Split Enz - Mental Notes

Tim Finn is well pleased with the album. It was worth the year’s wait, he tells me wryly. I asked him about the decision to include five of the tracks from the Australian Mental Notes. ‘Well, since we recorded the Australian album we’ve had a change of line up with a saxophonist replacing a second guitarist, which meant the songs had new arrangements. And we felt we didn’t really do them justice in Australia. Phil Manzanera agreed with us, so we decided to record them again.

As a debut album, Mental Notes is an impressive and original work. Favourable comparisons are already being made with Roxy Music’s first album which burst onto a sleepy and unsuspecting scene back in 1972. There are similarities between the scene then and the scene now, with the top groups content to trundle along in their well-worn grooves and companies wary of backing anything new and unknown. A symptom of this current sterility is the meteoric rise in prominence of the punk rock bands like Johnny Rotten and the Sex Pistols, who although playing loudly and often badly, are at least exciting on stage.

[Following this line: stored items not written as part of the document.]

//! Segment assignment: the target of the link a pending contact clicks.

use chrono::{Local, NaiveDate};
use drip_core::{
  address::{is_valid_email, normalize_email},
  contact::{Contact, StepMarker, format_date},
  mail::MailTransport,
  sequence::personalize,
  sheet::{Column, Worksheet},
};
use tracing::{error, info, warn};

use crate::{Result, campaign::Campaign};

impl<W: Worksheet, T: MailTransport> Campaign<W, T> {
  /// Assign `segment` to the first pending contact with `email`, scheduling
  /// the first send for today (local time).
  ///
  /// `false` covers both "no such pending contact" and store failures; the
  /// latter are logged.
  pub async fn assign(&self, email: &str, segment: &str) -> bool {
    match self.assign_on(email, segment, Local::now().date_naive()).await {
      Ok(assigned) => assigned,
      Err(e) => {
        error!(%email, %segment, error = %e, "segment assignment failed");
        false
      }
    }
  }

  /// [`assign`](Self::assign) with an explicit date, surfacing store errors.
  ///
  /// `Ok(false)` means the email was invalid, the segment is not in the
  /// catalogue, or no contact with that email is awaiting a segment. The
  /// catalogue's spelling of the label is what gets stored.
  pub async fn assign_on(&self, email: &str, segment: &str, today: NaiveDate) -> Result<bool> {
    let email = normalize_email(email);
    if !is_valid_email(&email) {
      warn!(%email, %segment, "rejected segment assignment with invalid email");
      return Ok(false);
    }
    let Some(segment) = self.settings().catalogue_label(segment) else {
      warn!(%email, %segment, "rejected segment assignment for unknown segment");
      return Ok(false);
    };

    let contacts = self.store().list_all().await?;
    let Some(contact) = contacts
      .iter()
      .find(|c| c.email == email && c.segment.is_pending())
    else {
      info!(%email, %segment, "no pending contact to assign");
      return Ok(false);
    };

    // The segment cell is written last: until it lands the row is still
    // pending, so a failure part-way leaves it assignable.
    let row = contact.row;
    self.store().update_field(row, Column::LastEmailSent, "").await?;
    self.store().update_field(row, Column::NextStepDate, &format_date(today)).await?;
    self.store().update_field(row, Column::Segment, segment).await?;
    info!(%row, %email, %segment, "assigned segment");

    if self.settings().first_send_on_assign {
      self.send_first_step(contact, segment, today).await;
    }
    Ok(true)
  }

  /// Send step 0 right away. On failure the row stays due today and the next
  /// pass picks it up.
  async fn send_first_step(&self, contact: &Contact, segment: &str, today: NaiveDate) {
    let sequence = self.sequences().load(segment).await;
    let Some(step) = sequence.first() else {
      return;
    };

    let body = personalize(&step.body, &contact.name);
    if !self.sender().send(&step.subject, &body, &contact.email).await {
      return;
    }

    let failed = self
      .store()
      .advance_cursor(contact.row, &StepMarker::Week(1).to_string(), self.next_send_after(today))
      .await;
    if failed > 0 {
      warn!(row = %contact.row, email = %contact.email, failed, "sent first step, but the cursor was not fully advanced");
    }
  }
}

Split Enz have it over the punk rockers in that they are good musicians as well as being exciting and different on stage. Comparing the new album with the Australian one, it is apparent that the Split Enz sound has matured considerably over the past year. The music is fuller and richer, without the starkness and manic edge that was such a feature of the Australian Mental Notes. The addition of saxophone gives the sound more punch and broadens the base they can draw on to concoct their distinctive blend of sounds.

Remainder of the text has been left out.